ABA wants a cool COLA: The American Bar Association has filed an amicus brief urging the Supreme Court to rule in a case that would decide the constitutionality of Congress denying cost-of-living salary adjustments for federal judges. (Lawyers USA)

DOMA headed to the SCOTUS? A federal judge in Boston ruled that the federal Defense of Marriage Act – which prohibits certain federal recognition of same-sex marriages – is unconstitutional yesterday , spurring conservative activists to call for an appeal to the U.S. Supreme Court. (Boston Herald)

Matter of FACTA: New regulations from the Federal Trade Commission affecting businesses that furnish information to credit reporting agencies went into effect July 1. (Lawyers USA)
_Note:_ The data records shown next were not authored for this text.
//! # Notification Backend
//!
//! Capability trait for the platform notification service: schedule an
//! entry to fire at a time, cancel entries, and report the set of entry
//! IDs still pending. The backend is authoritative for the delivery
//! lifecycle and is assumed to silently drop an ID once it fires — there
//! is no durable "was this delivered" query, which is why the
//! reconciliation engine exists.
//!
//! [`LocalTimerBackend`] is the in-process implementation: one tokio
//! sleep task per entry, with the pending set held in a concurrent map.
//! Any OS notification service or push relay can satisfy the same trait.
//!
//! - **Version**: 1.0.0
//! - **Since**: 0.1.0
//! - **Toggleable**: false

use async_trait::async_trait;
use chrono::{DateTime, Local};
use dashmap::DashMap;
use log::debug;
use std::collections::HashSet;
use std::sync::Arc;
use std::time::Duration;
use tokio::sync::oneshot;
use tokio::task::JoinHandle;

/// Platform notification service collaborator.
#[async_trait]
pub trait NotificationBackend: Send + Sync {
    /// Request that entry `id` fires at `time`. `payload` is the text
    /// the platform should render or hand to the delivery callback.
    async fn schedule_at(&self, id: i64, time: DateTime<Local>, payload: &str)
        -> anyhow::Result<()>;

    /// Cancel entry `id`. Cancelling an unknown or already-fired entry
    /// is not an error.
    async fn cancel(&self, id: i64) -> anyhow::Result<()>;

    /// Cancel every pending entry.
    async fn cancel_all(&self) -> anyhow::Result<()>;

    /// The set of entry IDs the backend still holds.
    async fn pending_ids(&self) -> anyhow::Result<HashSet<i64>>;
}

/// Tokio-timer implementation of [`NotificationBackend`].
///
/// Each scheduled entry is a sleep task that removes its own ID from the
/// pending map when the timer elapses, matching the silent-drop behavior
/// of platform backends.
pub struct LocalTimerBackend {
    pending: Arc<DashMap<i64, JoinHandle<()>>>,
}

impl LocalTimerBackend {
    pub fn new() -> Self {
        LocalTimerBackend {
            pending: Arc::new(DashMap::new()),
        }
    }
}

impl Default for LocalTimerBackend {
    fn default() -> Self {
        Self::new()
    }
}

#[async_trait]
impl NotificationBackend for LocalTimerBackend {
    async fn schedule_at(
        &self,
        id: i64,
        time: DateTime<Local>,
        payload: &str,
    ) -> anyhow::Result<()> {
        let delay = (time - Local::now()).to_std().unwrap_or(Duration::ZERO);
        debug!("Arming local timer {id} in {delay:?} ({payload})");

        // The task must not fire before its handle is in the map, so it
        // waits for the armed signal sent after insertion.
        let (armed_tx, armed_rx) = oneshot::channel::<()>();
        let pending = self.pending.clone();
        let handle = tokio::spawn(async move {
            let _ = armed_rx.await;
            tokio::time::sleep(delay).await;
            pending.remove(&id);
            debug!("Local timer {id} fired");
        });

        if let Some(replaced) = self.pending.insert(id, handle) {
            replaced.abort();
        }
        let _ = armed_tx.send(());
        Ok(())
    }

    async fn cancel(&self, id: i64) -> anyhow::Result<()> {
        if let Some((_, handle)) = self.pending.remove(&id) {
            handle.abort();
            debug!("Cancelled local timer {id}");
        }
        Ok(())
    }

    async fn cancel_all(&self) -> anyhow::Result<()> {
        let ids: Vec<i64> = self.pending.iter().map(|entry| *entry.key()).collect();
        for id in ids {
            if let Some((_, handle)) = self.pending.remove(&id) {
                handle.abort();
            }
        }
        Ok(())
    }

    async fn pending_ids(&self) -> anyhow::Result<HashSet<i64>> {
        Ok(self.pending.iter().map(|entry| *entry.key()).collect())
    }
}

impl Drop for LocalTimerBackend {
    fn drop(&mut self) {
        for entry in self.pending.iter() {
            entry.value().abort();
        }
    }
}
impl AnnouncementScheduler {
    pub fn new(
        store: Arc<dyn MetadataStore>,
        backend: Arc<dyn NotificationBackend>,
        announcer: Arc<dyn Announcer>,
        limits: SchedulerLimits,
    ) -> Self {
        let engine = Arc::new(ReconciliationEngine::new(
            store,
            backend.clone(),
            limits.max_horizon_days,
        ));
        AnnouncementScheduler {
            limits,
            backend,
            announcer,
            engine,
            bus: StatusBus::new(),
            timers: Arc::new(DashMap::new()),
        }
    }

    pub fn limits(&self) -> &SchedulerLimits {
        &self.limits
    }

    /// Subscribe to lifecycle events.
    pub fn subscribe(&self) -> broadcast::Receiver<StatusEvent> {
        self.bus.subscribe()
    }

    // ========================================================================
    // Scheduling
    // ========================================================================

    /// Schedule a recurring announcement at `time_of_day` on the days the
    /// pattern matches, pre-scheduled over the configured horizon. With
    /// no pattern this degenerates to a one-time announcement at the
    /// next matching wall-clock time.
    ///
    /// Returns the root announcement ID.
    pub async fn schedule_recurring(
        &self,
        content: &str,
        time_of_day: NaiveTime,
        pattern: Option<RecurrencePattern>,
        custom_days: &[u8],
        id: Option<i64>,
        metadata: Option<HashMap<String, String>>,
    ) -> Result<i64> {
        let now = Local::now();
        validation::check_content(content)?;
        if pattern == Some(RecurrencePattern::Custom) {
            recurrence::validate_custom_days(custom_days)?;
        }

        let occurrences = recurrence::expand(
            time_of_day,
            pattern,
            custom_days,
            &now,
            self.limits.max_horizon_days,
        )?;
        let Some(first) = occurrences.first().copied() else {
            return Err(ValidationError::NoUpcomingOccurrences {
                horizon_days: self.limits.max_horizon_days,
            }
            .into());
        };

        let existing = self.engine.reconciled().await;
        validation::check_limits(&occurrences, &existing, &self.limits, &now)?;

        let root = id.unwrap_or_else(|| ids::generate_root_id(&Utc::now()));
        let entry_ids = ids::entry_ids(root, occurrences.len())?;

        self.arm_backend(&entry_ids, &occurrences, content).await?;

        let record = ScheduledAnnouncement {
            id: root,
            content: content.trim().to_string(),
            scheduled_time: first,
            recurrence: pattern,
            custom_days: if pattern == Some(RecurrencePattern::Custom) {
                custom_days.to_vec()
            } else {
                Vec::new()
            },
            is_active: true,
            metadata: metadata.unwrap_or_default(),
            created_at: Utc::now(),
        };
        self.persist_record(record).await?;

        for (entry_id, at) in entry_ids.iter().zip(&occurrences) {
            self.spawn_delivery_timer(*entry_id, root, content.trim().to_string(), *at);
        }

        self.bus.publish(StatusEvent::Scheduled {
            id: root,
            occurrences: occurrences.len(),
        });
        info!(
            "Scheduled announcement {root} ({} occurrence(s), pattern {:?})",
            occurrences.len(),
            pattern
        );
        Ok(root)
    }

    /// Schedule a one-time announcement at an absolute instant.
    ///
    /// Returns the announcement ID, which is also its single backend
    /// entry ID.
    pub async fn schedule_once(
        &self,
        content: &str,
        when: DateTime<Local>,
        id: Option<i64>,
        metadata: Option<HashMap<String, String>>,
    ) -> Result<i64> {
        let now = Local::now();
        validation::check_content(content)?;
        validation::check_future(&when, &now)?;

        let existing = self.engine.reconciled().await;
        let occurrences = [when];
        validation::check_limits(&occurrences, &existing, &self.limits, &now)?;

        let root = id.unwrap_or_else(|| ids::generate_root_id(&Utc::now()));
        self.arm_backend(&[root], &occurrences, content).await?;

        let record = ScheduledAnnouncement {
            id: root,
            content: content.trim().to_string(),
            scheduled_time: when,
            recurrence: None,
            custom_days: Vec::new(),
            is_active: true,
            metadata: metadata.unwrap_or_default(),
            created_at: Utc::now(),
        };
        self.persist_record(record).await?;

        self.spawn_delivery_timer(root, root, content.trim().to_string(), when);

        self.bus.publish(StatusEvent::Scheduled {
            id: root,
            occurrences: 1,
        });
        info!("Scheduled one-time announcement {root} at {when}");
        Ok(root)
    }

    /// Issue one backend call per occurrence. The first failure aborts
    /// and surfaces as a single [`HeraldError::Backend`]; no record has
    /// been written at that point, so earlier successful calls leave at
    /// most backend-side leftovers for the next sweep.
    async fn arm_backend(
        &self,
        entry_ids: &[i64],
        occurrences: &[DateTime<Local>],
        content: &str,
    ) -> Result<()> {
        for (entry_id, at) in entry_ids.iter().zip(occurrences) {
            self.backend
                .schedule_at(*entry_id, *at, content)
                .await
                .map_err(|e| HeraldError::backend("schedule_at", e))?;
        }
        Ok(())
    }

    /// Write the record, replacing any stored record with the same ID.
    async fn persist_record(&self, record: ScheduledAnnouncement) -> Result<()> {
        let mut list = self.engine.load_stored().await;
        if list.iter().any(|a| a.id == record.id) {
            debug!("Replacing stored announcement {}", record.id);
            list.retain(|a| a.id != record.id);
        }
        list.push(record);
        self.engine.save(&list).await
    }

    // ========================================================================
    // Cancellation
    // ========================================================================

    /// Cancel one announcement: every backend entry in its derived ID
    /// range, its local timers, and its metadata record. Returns false
    /// when no record with that ID exists.
    pub async fn cancel(&self, id: i64) -> Result<bool> {
        let mut list = self.engine.load_stored().await;
        let Some(position) = list.iter().position(|a| a.id == id) else {
            debug!("Cancel: no stored announcement with id {id}");
            return Ok(false);
        };
        let record = list.remove(position);

        let range = record.entry_range(self.limits.max_horizon_days);
        for entry_id in range.clone() {
            self.backend
                .cancel(entry_id)
                .await
                .map_err(|e| HeraldError::backend("cancel", e))?;
        }
        for entry_id in range {
            if let Some((_, handle)) = self.timers.remove(&entry_id) {
                handle.abort();
            }
        }

        self.engine.save(&list).await?;
        info!("Cancelled announcement {id}");
        Ok(true)
    }

    /// Cancel everything: backend, local timers, and the store.
    pub async fn cancel_all(&self) -> Result<()> {
        self.backend
            .cancel_all()
            .await
            .map_err(|e| HeraldError::backend("cancel_all", e))?;

        for entry in self.timers.iter() {
            entry.value().abort();
        }
        self.timers.clear();

        self.engine.clear().await?;
        info!("Cancelled all announcements");
        Ok(())
    }

    // ========================================================================
    // Queries
    // ========================================================================

    /// The reconciled announcement list, sorted ascending by scheduled
    /// time. Never fails: store reads degrade to empty, backend failures
    /// degrade to the unfiltered stored list.
    pub async fn list_scheduled(&self) -> Vec<ScheduledAnnouncement> {
        self.engine.reconciled().await
    }

    // ========================================================================
    // Delivery
    // ========================================================================

    /// Entry point for backend delivery callbacks: an occurrence with
    /// `entry_id` fired. Looks up the owning record and runs the
    /// delivery lifecycle.
    pub async fn handle_delivery(&self, entry_id: i64) {
        let stored = self.engine.load_stored().await;
        let Some(record) = stored
            .iter()
            .find(|a| a.covers_entry(entry_id, self.limits.max_horizon_days))
        else {
            warn!("Delivery callback for unknown entry {entry_id}");
            return;
        };

        run_delivery(
            self.announcer.as_ref(),
            &self.bus,
            &self.engine,
            record.id,
            &record.content,
        )
        .await;

        if let Some((_, handle)) = self.timers.remove(&entry_id) {
            handle.abort();
        }
    }

    /// Arm a cancellable local timer that delivers the announcement when
    /// the occurrence comes due, independent of the backend's own
    /// callback path.
    fn spawn_delivery_timer(
        &self,
        entry_id: i64,
        root_id: i64,
        content: String,
        at: DateTime<Local>,
    ) {
        let delay = (at - Local::now()).to_std().unwrap_or(Duration::ZERO);
        let announcer = self.announcer.clone();
        let bus = self.bus.clone();
        let engine = self.engine.clone();
        let timers = self.timers.clone();

        let handle = tokio::spawn(async move {
            tokio::time::sleep(delay).await;
            run_delivery(announcer.as_ref(), &bus, &engine, root_id, &content).await;
            timers.remove(&entry_id);
        });

        if let Some(replaced) = self.timers.insert(entry_id, handle) {
            replaced.abort();
        }
    }
}
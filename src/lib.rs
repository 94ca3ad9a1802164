// Core layer - configuration and error types
pub mod core;

// Collaborator interfaces - persistence, platform backend, delivery
pub mod backend;
pub mod delivery;
pub mod storage;

// Status event bus
pub mod events;

// Features layer - scheduling, recurrence, validation, reconciliation
pub mod features;

// Re-export the public surface
pub use self::core::{HeraldError, Result, SchedulerLimits, ValidationError};

pub use backend::{LocalTimerBackend, NotificationBackend};
pub use delivery::{Announcer, LogAnnouncer};
pub use events::{StatusBus, StatusEvent};
pub use storage::{JsonFileStore, MemoryStore, MetadataStore};

pub use features::{
    AnnouncementScheduler, ReconciliationEngine, RecurrencePattern, ScheduledAnnouncement,
};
Oil health risks? In an effort to learn more about potential health risks to workers aiding in the Gulf Coast oil spill cleanup efforts, House lawmakers have asked Exxon Mobil executives for documents discussing health effects experienced by workers who responded to the Exxon Valdez oil spill. (Lawyers USA)

It’s a wrap: Another U.S. Supreme Court term is in the record books. And while some decisions – like the Second Amendment ruling that struck down Chicago’s handgun ban – dominated headlines, other cases decided during the term will have a much broader impact on civil and criminal litigators. (Lawyers USA)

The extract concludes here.